From Caligari to Hitler: German Cinema in the Age of the Masses : Retour vers le futur


Suite à son visionnage sur le service Médiathèque Numérique, retour sur le titre de Rüdiger Suchsland.


On redoutait l’illustration scolaire de la thèse discutable et discutée (admirée là) de Siegfried Kracauer. On découvre un équivalent allemand du (sympathique) Un voyage avec Martin Scorsese à travers le cinéma américain. Oh, quelques spécialistes apparaissent (dont un New-Yorkais), deux cinéastes (Fatih Akin & Volker Schlöndorff) s’expriment, leurs interventions se limitent néanmoins à des ponctuations. Accompagné de la monteuse Katja Dringenberg, des compositeurs Henrik Albrecht/Michael Hartmann, l’auteur nous propose un parcours subjectif dans une décennie (élargie) précise, cinématographique autant qu’historique. Et l’odyssée au passé prend la forme d’une boucle bouclée, sous le signe de l’asile : Le Cabinet du docteur Caligari (Wiene, 1920) en point de départ, Le Testament du docteur Mabuse (Lang, 1933) en point d’arrivée. La République de Weimar, contradictoire, mélange de misère et d’ivresse, sillage de la Grande Guerre et présage de la Seconde, sert de décor, expressionniste ou non, à l’évocation d’une imagerie conçue en préfiguration du régime nazi, spectacle advenu dans la « vraie vie » transformée, au fil coupant des années, en cauchemar commun, en « film-réalité » somnambulique et maléfique. La nation y devient une maison de fous dirigée par un histrion cinglé, avec la complicité d’un peuple majoritairement nostalgique de l’autorité, surtout prussienne, pas seulement sur grand écran, face à l’anarchisme urbain et aux incertitudes de lendemains tout sauf chantants, même si le « septième art » polyglotte se met à chanter, par exemple via des co-productions (franco-allemandes) entre les ennemis d’hier. La démocratie teutonne, victorieuse d’un Empire militaire, connaît donc l’inflation, les tensions, les démons (de Lotte Eisner), ces derniers projetés dans une obscurité au carré (la salle, la toile), en miroir de sa psyché tourmentée, héritage du romantisme brumeux tressé à la modernité brutale.

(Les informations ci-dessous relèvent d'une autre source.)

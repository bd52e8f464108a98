//! Unified error types for the offshell worker.

use tokio_rusqlite::rusqlite;

/// Unified error types for the offshell worker.
#[derive(Debug, thiserror::Error)]
pub enum Error {
    /// Invalid input parameters (e.g., a malformed request method).
    #[error("INVALID_INPUT: {0}")]
    InvalidInput(String),

    /// Database operation failed.
    #[error("CACHE_ERROR: {0}")]
    Database(tokio_rusqlite::Error),

    /// Migration failed to apply.
    #[error("CACHE_ERROR: migration failed: {0}")]
    MigrationFailed(String),

    /// Invalid URL.
    #[error("INVALID_URL: {0}")]
    InvalidUrl(String),

    /// Precaching an asset failed; the whole install attempt is abandoned.
    #[error("PRECACHE_FAILED: {0}")]
    Precache(String),

    /// A lifecycle operation was invoked in the wrong worker state.
    #[error("LIFECYCLE: {0}")]
    Lifecycle(String),

    /// Fetch timeout.
    #[error("FETCH_TIMEOUT: {0}")]
    FetchTimeout(String),

    /// Fetch response too large.
    #[error("FETCH_TOO_LARGE: {0}")]
    FetchTooLarge(String),

    /// Network-level fetch failure.
    #[error("HTTP_ERROR: {0}")]
    HttpError(String),
}

impl From<tokio_rusqlite::Error<Error>> for Error {
    fn from(err: tokio_rusqlite::Error<Error>) -> Self {
        match err {
            tokio_rusqlite::Error::Error(e) => e,
            tokio_rusqlite::Error::ConnectionClosed => Error::Database(tokio_rusqlite::Error::ConnectionClosed),
            tokio_rusqlite::Error::Close(c) => Error::Database(tokio_rusqlite::Error::Close(c)),
            _ => Error::Database(tokio_rusqlite::Error::ConnectionClosed),
        }
    }
}

impl From<tokio_rusqlite::Error<rusqlite::Error>> for Error {
    fn from(err: tokio_rusqlite::Error<rusqlite::Error>) -> Self {
        Error::Database(err)
    }
}

impl From<rusqlite::Error> for Error {
    fn from(err: rusqlite::Error) -> Self {
        Error::Database(tokio_rusqlite::Error::Error(err))
    }
}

Les Allemands s’émancipent (de la morale), redécouvrent leur corps (sur Les Chemins de la force et de la beauté), font de l’alpinisme (guidés par Leni Riefenstahl), arpentent la grande ville (symphonie de Berlin à la Walter Ruttmann), dévoilent ses dessous (les souterrains de Metropolis), crèvent de faim (nourris de mythologies domestiques ou importées, Faust versus Nosferatu). Le soupçon (double sens) de xénophobie attribuable au piratage de Murnau (et donc de Stoker, qui en profitait, en bon Irlandais, pour ironiser sur l’altière Angleterre victorienne vampirisée par un antique aristocrate des Carpates) se dissout vite (aux premières lueurs du jour, dans ta chambre allemande, mon amour) devant l’invraisemblable vérité (langienne) : l’Allemand, « homme démoniaque » (Eisner, bis) frissonne face à son reflet déformé, exposé, outré, refuse de lire et d’assembler les indices annonçant la catastrophe (pas uniquement juive, génocidaire) à venir – comme le directeur de l’établissement psychiatrique possédé par l’esprit habile et agile du criminel cloîtré, la terre de Goethe & Schiller file à tombeau ouvert, littéralement, sur une route mille fois plus sombre que la Lost Highway de Lynch. Pourtant, cela pouvait se passer autrement, uchronie jolie mise en scène par le grand (directeur de la photographie) Eugen Schüfftan dans son unique réalisation, virée désinvolte et mixte en écho aux jeux d’eau du quatuor (ou quintet) hédoniste des Hommes le dimanche de Robert Siodmak (collaboration de Wilder & Zinnnemann) éclairé par ses soins. Ya, quelque chose céda, cassa, enraya cette Partie de campagne improvisée, en correspondance avec la Nouvelle Objectivité. Le M sur le manteau de Peter Lorre, lettre à la craie de Malheur, Malédiction, Meurtrier, trinité d’insanité, damnation terrible et bouleversante débarrassée des farces et attrapes du fantastique, abîme nietzschéen qui continue encore à nous regarder droit dans les yeux, donne à voir et à entendre (importance du son) que Les assassins sont parmi nous, en nous, en Germanie et ici.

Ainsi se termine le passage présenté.